### Data excerpts
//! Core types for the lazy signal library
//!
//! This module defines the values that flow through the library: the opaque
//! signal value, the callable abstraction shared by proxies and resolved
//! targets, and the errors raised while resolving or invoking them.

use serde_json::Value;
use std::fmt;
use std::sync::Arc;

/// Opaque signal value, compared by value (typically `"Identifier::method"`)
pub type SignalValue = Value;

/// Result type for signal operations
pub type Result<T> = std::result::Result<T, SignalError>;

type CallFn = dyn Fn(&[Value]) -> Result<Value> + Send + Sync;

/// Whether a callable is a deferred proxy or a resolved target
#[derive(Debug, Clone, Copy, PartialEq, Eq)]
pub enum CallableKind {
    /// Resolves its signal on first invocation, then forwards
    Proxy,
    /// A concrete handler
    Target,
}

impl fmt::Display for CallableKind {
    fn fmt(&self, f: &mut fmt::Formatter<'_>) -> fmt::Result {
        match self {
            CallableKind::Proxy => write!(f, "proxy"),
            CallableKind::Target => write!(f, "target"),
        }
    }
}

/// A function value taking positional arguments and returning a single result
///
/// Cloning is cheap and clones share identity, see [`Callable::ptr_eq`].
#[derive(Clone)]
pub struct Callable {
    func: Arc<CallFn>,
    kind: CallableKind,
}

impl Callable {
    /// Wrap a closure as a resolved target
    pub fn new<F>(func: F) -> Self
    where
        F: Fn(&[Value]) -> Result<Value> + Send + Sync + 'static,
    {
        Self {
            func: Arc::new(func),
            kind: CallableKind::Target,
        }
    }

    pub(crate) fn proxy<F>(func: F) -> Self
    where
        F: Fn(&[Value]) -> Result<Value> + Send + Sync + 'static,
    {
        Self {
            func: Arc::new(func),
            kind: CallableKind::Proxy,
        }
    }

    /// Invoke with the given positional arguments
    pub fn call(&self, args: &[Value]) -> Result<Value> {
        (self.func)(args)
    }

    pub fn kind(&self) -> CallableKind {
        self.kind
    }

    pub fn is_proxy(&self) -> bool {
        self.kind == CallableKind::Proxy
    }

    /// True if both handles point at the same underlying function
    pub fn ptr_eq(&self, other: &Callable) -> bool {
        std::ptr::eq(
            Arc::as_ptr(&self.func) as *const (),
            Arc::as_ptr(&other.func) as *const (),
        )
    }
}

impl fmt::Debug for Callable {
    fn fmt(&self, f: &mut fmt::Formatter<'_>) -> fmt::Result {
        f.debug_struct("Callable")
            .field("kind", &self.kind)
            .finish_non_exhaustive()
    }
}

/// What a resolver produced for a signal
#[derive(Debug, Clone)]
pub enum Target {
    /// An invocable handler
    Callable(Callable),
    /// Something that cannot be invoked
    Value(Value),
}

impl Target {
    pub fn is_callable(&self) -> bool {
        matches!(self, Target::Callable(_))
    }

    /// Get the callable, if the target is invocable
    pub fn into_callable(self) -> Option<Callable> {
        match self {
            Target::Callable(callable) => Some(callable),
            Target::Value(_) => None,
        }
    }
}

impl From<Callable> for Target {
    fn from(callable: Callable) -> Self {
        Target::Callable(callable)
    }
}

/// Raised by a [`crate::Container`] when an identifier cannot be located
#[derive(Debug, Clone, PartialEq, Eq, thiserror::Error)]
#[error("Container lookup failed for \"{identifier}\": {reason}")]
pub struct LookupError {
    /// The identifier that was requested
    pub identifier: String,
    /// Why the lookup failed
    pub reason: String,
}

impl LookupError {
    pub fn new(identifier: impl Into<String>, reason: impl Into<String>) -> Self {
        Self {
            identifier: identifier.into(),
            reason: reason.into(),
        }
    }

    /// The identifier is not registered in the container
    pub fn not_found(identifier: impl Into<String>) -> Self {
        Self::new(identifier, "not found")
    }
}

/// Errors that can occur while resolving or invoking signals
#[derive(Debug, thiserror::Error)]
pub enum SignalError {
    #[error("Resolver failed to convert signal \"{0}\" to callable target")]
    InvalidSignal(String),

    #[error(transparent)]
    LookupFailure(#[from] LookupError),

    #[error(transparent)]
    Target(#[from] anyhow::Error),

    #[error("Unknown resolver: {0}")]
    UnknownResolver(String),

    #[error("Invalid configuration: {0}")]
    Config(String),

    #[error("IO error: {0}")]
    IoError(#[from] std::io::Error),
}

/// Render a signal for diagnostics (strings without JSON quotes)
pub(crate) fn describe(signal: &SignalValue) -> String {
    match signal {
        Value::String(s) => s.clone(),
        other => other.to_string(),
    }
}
--
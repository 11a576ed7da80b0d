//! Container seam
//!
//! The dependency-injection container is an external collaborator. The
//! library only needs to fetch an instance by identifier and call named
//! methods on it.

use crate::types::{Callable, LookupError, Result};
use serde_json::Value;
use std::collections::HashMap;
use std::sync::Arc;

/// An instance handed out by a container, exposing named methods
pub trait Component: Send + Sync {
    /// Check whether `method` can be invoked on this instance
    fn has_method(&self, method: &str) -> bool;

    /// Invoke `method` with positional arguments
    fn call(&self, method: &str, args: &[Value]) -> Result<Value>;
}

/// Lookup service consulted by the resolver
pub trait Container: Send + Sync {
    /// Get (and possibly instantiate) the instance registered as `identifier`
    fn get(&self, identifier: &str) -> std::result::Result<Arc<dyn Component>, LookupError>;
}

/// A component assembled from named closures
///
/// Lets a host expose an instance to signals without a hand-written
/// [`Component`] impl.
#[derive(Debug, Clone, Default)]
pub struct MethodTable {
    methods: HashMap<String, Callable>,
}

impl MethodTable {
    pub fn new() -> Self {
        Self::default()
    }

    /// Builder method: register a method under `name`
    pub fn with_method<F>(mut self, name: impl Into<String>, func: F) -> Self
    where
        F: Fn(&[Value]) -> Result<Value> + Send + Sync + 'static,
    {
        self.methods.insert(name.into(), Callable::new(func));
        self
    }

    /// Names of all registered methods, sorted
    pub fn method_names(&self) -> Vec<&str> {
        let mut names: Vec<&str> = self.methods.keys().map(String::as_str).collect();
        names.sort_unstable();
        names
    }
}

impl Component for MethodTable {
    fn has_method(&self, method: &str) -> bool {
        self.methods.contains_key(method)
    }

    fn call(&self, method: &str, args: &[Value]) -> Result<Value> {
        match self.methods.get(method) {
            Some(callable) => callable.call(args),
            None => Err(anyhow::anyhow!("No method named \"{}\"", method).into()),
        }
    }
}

### Assigned task
Lines from the entries that contain the string "None" must be found and copied.

### Solution for this task
            Target::Value(_) => None,
            None => Err(anyhow::anyhow!("No method named \"{}\"", method).into()),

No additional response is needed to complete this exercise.